Crux was expressly designed to support easy, fast, comprehensive testing of your application. Everyone is generally on board with unit tests and TDD when it comes to basic pure logic. But as soon as any I/O or UI gets involved, the dread sets in. We're going to have to set up some fakes, introduce additional traits just to test things, or just bite the bullet and build tests around a fully integrated app and wait for them to run (and probably fail on a race condition sometimes). So most people give up.

Managed effects smooth over that big hump. You pay for it a little bit in how the code is written, but you reap the reward in testing it. This is because the core that uses managed effects is pure and therefore completely deterministic — all the side effects are pushed to the shell.

It's straightforward to write an exhaustive set of unit tests that give you complete confidence in the correctness of your application code — you can test the behavior of your application independently of platform-specific UI and API calls.

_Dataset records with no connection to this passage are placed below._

use std::path::PathBuf;

/// Errors from the plugin host and the plugin runtime.
#[derive(Debug, thiserror::Error)]
pub enum PluginError {
    /// A non-empty `error` field in a reply.
    #[error("{0}")]
    Remote(String),

    #[error("connection not found")]
    ConnectionNotFound,

    #[error("plugin protocol error: {0}")]
    Protocol(String),

    #[error("plugin handshake failed: {0}")]
    Handshake(String),

    #[error("invalid plugin: {0}")]
    Invalid(String),

    #[error("plugin binary {path} is not usable: {reason}")]
    Binary { path: PathBuf, reason: String },

    #[error("no plugin supports engine {0}")]
    NoPlugin(String),

    #[error("plugin {0} not registered")]
    NotRegistered(String),

    #[error("engine must not be empty")]
    EmptyEngine,

    #[error("connection uri must not be empty for engine {0}")]
    EmptyUri(String),

    #[error("unregistered payload type {0}")]
    UnregisteredType(String),

    #[error("payload type mismatch: expected {expected}, got {actual}")]
    TypeMismatch { expected: String, actual: String },

    #[error("plugin {plugin} timed out during {method}")]
    Timeout { plugin: String, method: String },

    #[error("plugin download failed: {0}")]
    Download(#[from] super::downloader::DownloadError),

    #[error("I/O error: {0}")]
    Io(#[from] std::io::Error),

    #[error("payload encoding error: {0}")]
    Json(#[from] serde_json::Error),

    #[error("frame decoding error: {0}")]
    Decode(#[from] prost::DecodeError),
}

impl PluginError {
    /// Whether the failure leaves the plugin process unusable.
    pub fn is_transport(&self) -> bool {
        matches!(
            self,
            PluginError::Protocol(_) | PluginError::Io(_) | PluginError::Decode(_)
        )
    }
}

pub type Result<T> = std::result::Result<T, PluginError>;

There is no need to mock/stub anything, and there is no need to write integration tests.

Not only are the unit tests easy to write, but they run extremely quickly, and can be run in parallel.

For example, here's a test that drives LocalWeather through a full weather fetch — checking location permission, resolving the location, then handling the weather response. A setup helper advances the state machine through the first two events by resolving each effect with a canned response:

#![allow(unused)]
fn main() {
    /// Drives the state machine from `FetchingLocation` through to `FetchingWeather`,
    /// resolving location and returning the state + command ready for a weather response.
    fn drive_to_fetching_weather() -> (LocalWeather, Command<Effect, LocalWeatherEvent>) {
        let local = LocalWeather::default();
        let key = api_key();

        let (local, mut cmd) = local
            .update(LocalWeatherEvent::LocationEnabled(true), &key)
            .expect_continue()
            .into_parts();

        let event = cmd
            .resolve_location(|_op| LocationResult::Location(Some(phoenix_location())))
            .expect_event();

        local.update(event, &key).expect_continue().into_parts()
    }
}

The test itself picks up from FetchingWeather, resolves the HTTP effect, and asserts that the final state is Fetched with the expected data:

#![allow(unused)]
fn main() {
    #[test]
    fn weather_fetched_stores_data() {
        let (local, mut cmd) = drive_to_fetching_weather();
        assert!(matches!(local, LocalWeather::FetchingWeather(_)));

        let event = cmd
            .resolve_http(|_op| {
                HttpResult::Ok(
                    HttpResponse::ok()
                        .body(phoenix_weather_json().as_bytes())
                        .build(),
                )
            })
            .expect_event();
        let (local, _cmd) = local
            .update(event, &api_key())
            .expect_continue()
            .into_parts();

        let LocalWeather::Fetched(loc, ref data) = local else {
            panic!("Expected Fetched state, got {local:?}");
        };
        assert_eq!(loc, phoenix_location());
        assert_eq!(data.as_ref(), &phoenix_weather_response());
        insta::assert_yaml_snapshot!(data.as_ref());
    }
}

It's a test of a whole interaction with multiple kinds of effects — location services and HTTP — and it runs in a couple of milliseconds, entirely deterministic. The code being tested is LocalWeather::update from chapter 4; managed effects let us verify the whole transaction without executing any of it.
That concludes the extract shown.